Abstract

At VAM 2010 & 2011, we have reported that preoperative injection of the free-radical scavenger, edaravone (Radicut®, Mitsubishi Tanabe Pharma Co., Japan) prevented reperfusion injury. In this study, we evaluated whether edaravone can reduce reperfusion injury if injected at the start of reperfusion. Male Lewis rats (525 ± 78 g, n = 10) were subjected to reperfusion injury models by clamping the bilateral common femoral arteries for 5 hours followed by de-clamping. Rats were divided into two groups and intraperitoneally injected with edaravone (group edaravone; 9.0 mg / kg, n = 5) or saline (control group; n = 5) at the same time as removing the clamps.
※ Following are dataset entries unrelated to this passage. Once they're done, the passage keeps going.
//! Control of the file-sharing service

use std::time::Duration;

use chrono::{DateTime, NaiveDateTime, Utc};
use serde::Serialize;
use share_sys::{DEFAULT_TOOL_TIMEOUT, ToolCommand};

/// Reload and status of the background service.
pub trait ServiceControl: Send + Sync {
    /// Unit name, e.g. `smbd`.
    fn name(&self) -> &str;

    /// Make the service pick up the current configuration. Idempotent.
    fn reload(&self) -> share_sys::Result<()>;

    fn status(&self) -> share_sys::Result<ServiceStatus>;
}

/// Service state as shown to administrators
#[derive(Debug, Clone, PartialEq, Eq, Serialize)]
pub struct ServiceStatus {
    pub service: String,
    pub active: bool,
    /// `running` or `stopped`
    pub status: String,
    /// Time since activation, e.g. `3d 4h 12m`; `N/A` when unknown
    pub uptime: String,
    /// Activation time, e.g. `Jan 2, 2026 15:04:05`; empty when unknown
    pub since: String,
}

impl ServiceStatus {
    /// Build a status from `systemctl is-active` output and, for active
    /// services, the `ActiveEnterTimestamp` property.
    pub fn from_systemctl(service: &str, is_active: &str, show: Option<&str>, now: DateTime<Utc>) -> Self {
        let active = is_active.trim() == "active";
        let started = show.filter(|_| active).and_then(parse_active_enter);

        let (uptime, since) = match started {
            Some(started) => (
                format_uptime(now.signed_duration_since(started)),
                started.format("%b %-d, %Y %H:%M:%S").to_string(),
            ),
            None => ("N/A".to_string(), String::new()),
        };

        Self {
            service: service.to_string(),
            active,
            status: if active { "running" } else { "stopped" }.to_string(),
            uptime,
            since,
        }
    }
}

/// Parse `ActiveEnterTimestamp=Tue 2026-03-03 09:15:02 UTC`.
///
/// The zone abbreviation is not resolved; the time is taken as UTC.
pub fn parse_active_enter(show: &str) -> Option<DateTime<Utc>> {
    let value = show
        .lines()
        .find_map(|line| line.trim().strip_prefix("ActiveEnterTimestamp="))?
        .trim();
    let without_zone = match value.rsplit_once(' ') {
        Some((head, zone)) if zone.chars().all(|c| c.is_ascii_alphabetic()) => head,
        _ => value,
    };
    NaiveDateTime::parse_from_str(without_zone, "%a %Y-%m-%d %H:%M:%S")
        .ok()
        .map(|naive| naive.and_utc())
}

/// Render an elapsed time as `Xd Yh Zm`, dropping leading zero units.
pub fn format_uptime(elapsed: chrono::TimeDelta) -> String {
    let minutes_total = elapsed.num_minutes().max(0);
    let days = minutes_total / (24 * 60);
    let hours = (minutes_total / 60) % 24;
    let minutes = minutes_total % 60;

    if days > 0 {
        format!("{}d {}h {}m", days, hours, minutes)
    } else if hours > 0 {
        format!("{}h {}m", hours, minutes)
    } else {
        format!("{}m", minutes)
    }
}

/// A systemd unit driven through `systemctl`
#[derive(Debug, Clone)]
pub struct SystemdService {
    name: String,
    timeout: Duration,
}

impl SystemdService {
    pub fn new(name: impl Into<String>, timeout: Duration) -> Self {
        Self {
            name: name.into(),
            timeout,
        }
    }

    fn systemctl(&self) -> ToolCommand {
        ToolCommand::new("systemctl").timeout(self.timeout)
    }
}

impl Default for SystemdService {
    fn default() -> Self {
        Self::new("smbd", DEFAULT_TOOL_TIMEOUT)
    }
}

impl ServiceControl for SystemdService {
    fn name(&self) -> &str {
        &self.name
    }

    fn reload(&self) -> share_sys::Result<()> {
        self.systemctl().args(["restart", self.name.as_str()]).run()?;
        tracing::info!(service = %self.name, "Service restarted");
        Ok(())
    }

    fn status(&self) -> share_sys::Result<ServiceStatus> {
        // is-active exits non-zero for inactive units; the output is the answer.
        let (_, state) = self
            .systemctl()
            .args(["is-active", self.name.as_str()])
            .run_unchecked()?;

        let show = if state.stdout.trim() == "active" {
            self.systemctl()
                .args(["show", self.name.as_str(), "--property=ActiveEnterTimestamp"])
                .run()
                .map(|out| out.stdout)
                .ok()
        } else {
            None
        };

        Ok(ServiceStatus::from_systemctl(
            &self.name,
            &state.stdout,
            show.as_deref(),
            Utc::now(),
        ))
    }
}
Five hours after de-clamping, the muscles of lower extremity were harvested. Tissues were stained with hematoxylin & eosin (HE), in order to count the viable muscle cells. They were also stained with periodic acid-Schiff (PAS), in order to assess the glycogen storage in muscle cells. The density of viable muscle cells in the group edaravone was significantly greater than that of control group (593±60 cells/mm2 vs. 258±31 cells/mm2, P < .01). The mean percentage of PAS-positive area in the edaravone group was also significantly higher than that in control group (30.1 ± 6.9 % vs. 7.3 ± 2.1%, P < .001, Fig, original 200x). Our results suggest that edaravone injected at the start of reperfusion can also reduce muscle injury following leg ischemia in rats, storing a high level of glycogen in viable muscle cells. Therefore, edaravone might be useful in clinical settings following leg ischemia.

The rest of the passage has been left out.